Stored entries
____________
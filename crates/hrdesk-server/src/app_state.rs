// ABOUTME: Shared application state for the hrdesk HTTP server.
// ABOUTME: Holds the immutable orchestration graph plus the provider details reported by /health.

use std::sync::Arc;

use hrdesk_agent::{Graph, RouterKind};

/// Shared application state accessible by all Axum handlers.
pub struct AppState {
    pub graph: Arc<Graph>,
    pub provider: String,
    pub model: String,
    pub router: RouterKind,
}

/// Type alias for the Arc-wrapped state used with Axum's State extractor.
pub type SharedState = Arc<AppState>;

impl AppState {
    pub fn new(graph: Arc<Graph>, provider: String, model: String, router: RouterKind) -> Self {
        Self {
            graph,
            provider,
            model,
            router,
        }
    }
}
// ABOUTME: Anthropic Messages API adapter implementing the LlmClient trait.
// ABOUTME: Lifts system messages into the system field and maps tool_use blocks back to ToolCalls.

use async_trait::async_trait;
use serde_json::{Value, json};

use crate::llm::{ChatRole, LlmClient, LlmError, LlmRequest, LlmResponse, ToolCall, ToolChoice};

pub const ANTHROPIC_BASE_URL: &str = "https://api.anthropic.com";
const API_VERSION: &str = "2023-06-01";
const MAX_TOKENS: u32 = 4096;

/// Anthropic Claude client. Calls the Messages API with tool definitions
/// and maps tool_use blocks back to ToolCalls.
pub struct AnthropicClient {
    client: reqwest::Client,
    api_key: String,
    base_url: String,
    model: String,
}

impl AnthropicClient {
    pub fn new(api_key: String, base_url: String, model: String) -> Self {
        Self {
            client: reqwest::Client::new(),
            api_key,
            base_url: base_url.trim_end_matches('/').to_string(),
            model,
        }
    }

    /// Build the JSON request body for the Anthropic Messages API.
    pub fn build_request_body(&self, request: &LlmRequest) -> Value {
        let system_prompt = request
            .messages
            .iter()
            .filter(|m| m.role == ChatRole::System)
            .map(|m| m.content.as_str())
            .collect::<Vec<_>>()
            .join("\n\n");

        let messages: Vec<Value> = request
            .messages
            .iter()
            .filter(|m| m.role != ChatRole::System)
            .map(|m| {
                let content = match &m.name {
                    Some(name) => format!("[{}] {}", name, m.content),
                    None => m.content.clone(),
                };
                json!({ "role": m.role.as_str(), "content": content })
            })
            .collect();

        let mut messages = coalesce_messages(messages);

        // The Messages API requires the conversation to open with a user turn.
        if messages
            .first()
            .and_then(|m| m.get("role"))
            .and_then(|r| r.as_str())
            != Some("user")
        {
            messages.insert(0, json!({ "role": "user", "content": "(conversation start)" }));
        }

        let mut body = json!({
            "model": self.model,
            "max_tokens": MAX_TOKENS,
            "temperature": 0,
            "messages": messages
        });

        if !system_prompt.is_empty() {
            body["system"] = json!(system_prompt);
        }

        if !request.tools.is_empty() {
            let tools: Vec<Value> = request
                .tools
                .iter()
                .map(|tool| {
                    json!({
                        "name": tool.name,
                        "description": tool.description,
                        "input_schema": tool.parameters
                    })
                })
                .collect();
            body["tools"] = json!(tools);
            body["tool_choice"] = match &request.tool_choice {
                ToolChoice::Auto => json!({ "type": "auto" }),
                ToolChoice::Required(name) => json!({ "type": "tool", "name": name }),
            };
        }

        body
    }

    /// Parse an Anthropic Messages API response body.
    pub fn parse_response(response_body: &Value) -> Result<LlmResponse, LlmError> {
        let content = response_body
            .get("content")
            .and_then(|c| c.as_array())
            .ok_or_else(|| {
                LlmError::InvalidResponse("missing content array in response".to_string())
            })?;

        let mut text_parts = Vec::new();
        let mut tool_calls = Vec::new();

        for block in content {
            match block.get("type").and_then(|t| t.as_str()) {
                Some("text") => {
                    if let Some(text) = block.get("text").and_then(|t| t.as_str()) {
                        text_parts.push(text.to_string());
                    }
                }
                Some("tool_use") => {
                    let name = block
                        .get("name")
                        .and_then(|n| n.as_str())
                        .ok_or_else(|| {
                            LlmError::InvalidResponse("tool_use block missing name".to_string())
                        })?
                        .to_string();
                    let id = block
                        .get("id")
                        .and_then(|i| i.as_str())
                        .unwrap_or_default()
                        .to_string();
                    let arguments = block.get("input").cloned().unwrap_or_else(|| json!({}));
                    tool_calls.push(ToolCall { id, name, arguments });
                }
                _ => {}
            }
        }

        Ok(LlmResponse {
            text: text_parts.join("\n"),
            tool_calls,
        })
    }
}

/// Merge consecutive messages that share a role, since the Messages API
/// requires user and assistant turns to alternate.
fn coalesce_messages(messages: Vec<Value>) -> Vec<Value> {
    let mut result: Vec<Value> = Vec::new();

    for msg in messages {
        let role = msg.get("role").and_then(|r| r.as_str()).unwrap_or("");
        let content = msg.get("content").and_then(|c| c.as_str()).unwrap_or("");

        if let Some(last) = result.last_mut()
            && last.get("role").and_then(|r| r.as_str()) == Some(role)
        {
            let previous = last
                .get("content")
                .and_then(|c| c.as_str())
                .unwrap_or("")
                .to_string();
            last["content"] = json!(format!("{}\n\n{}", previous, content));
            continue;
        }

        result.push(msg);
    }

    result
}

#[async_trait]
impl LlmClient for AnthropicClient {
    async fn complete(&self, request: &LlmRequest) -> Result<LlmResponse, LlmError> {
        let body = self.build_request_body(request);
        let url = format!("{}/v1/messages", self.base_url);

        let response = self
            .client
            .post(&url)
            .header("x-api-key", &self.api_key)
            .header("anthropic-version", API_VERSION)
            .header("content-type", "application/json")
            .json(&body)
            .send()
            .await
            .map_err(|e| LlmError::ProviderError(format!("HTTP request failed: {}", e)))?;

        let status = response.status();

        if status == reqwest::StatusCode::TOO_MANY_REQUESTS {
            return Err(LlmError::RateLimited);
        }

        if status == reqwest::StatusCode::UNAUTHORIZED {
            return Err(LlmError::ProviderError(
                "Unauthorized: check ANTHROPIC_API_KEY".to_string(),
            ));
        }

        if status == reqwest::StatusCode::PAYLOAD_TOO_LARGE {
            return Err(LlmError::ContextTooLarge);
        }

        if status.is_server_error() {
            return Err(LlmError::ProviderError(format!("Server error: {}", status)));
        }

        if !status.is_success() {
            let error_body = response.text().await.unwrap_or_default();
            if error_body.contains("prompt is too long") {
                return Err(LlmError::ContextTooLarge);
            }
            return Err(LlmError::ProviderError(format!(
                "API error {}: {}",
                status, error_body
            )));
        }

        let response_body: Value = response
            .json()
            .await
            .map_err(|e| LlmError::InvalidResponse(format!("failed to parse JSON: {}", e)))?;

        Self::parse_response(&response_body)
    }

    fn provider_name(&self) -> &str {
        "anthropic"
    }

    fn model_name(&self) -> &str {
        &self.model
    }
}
____________
- TASK -
Every line above from the line with "Axum's State extractor." to the line with "const API_VERSION: &str", both included, must be reproduced exactly, and no other line may appear.

- REPLY -
/// Type alias for the Arc-wrapped state used with Axum's State extractor.
pub type SharedState = Arc<AppState>;

impl AppState {
    pub fn new(graph: Arc<Graph>, provider: String, model: String, router: RouterKind) -> Self {
        Self {
            graph,
            provider,
            model,
            router,
        }
    }
}
// ABOUTME: Anthropic Messages API adapter implementing the LlmClient trait.
// ABOUTME: Lifts system messages into the system field and maps tool_use blocks back to ToolCalls.

use async_trait::async_trait;
use serde_json::{Value, json};

use crate::llm::{ChatRole, LlmClient, LlmError, LlmRequest, LlmResponse, ToolCall, ToolChoice};

pub const ANTHROPIC_BASE_URL: &str = "https://api.anthropic.com";
const API_VERSION: &str = "2023-06-01";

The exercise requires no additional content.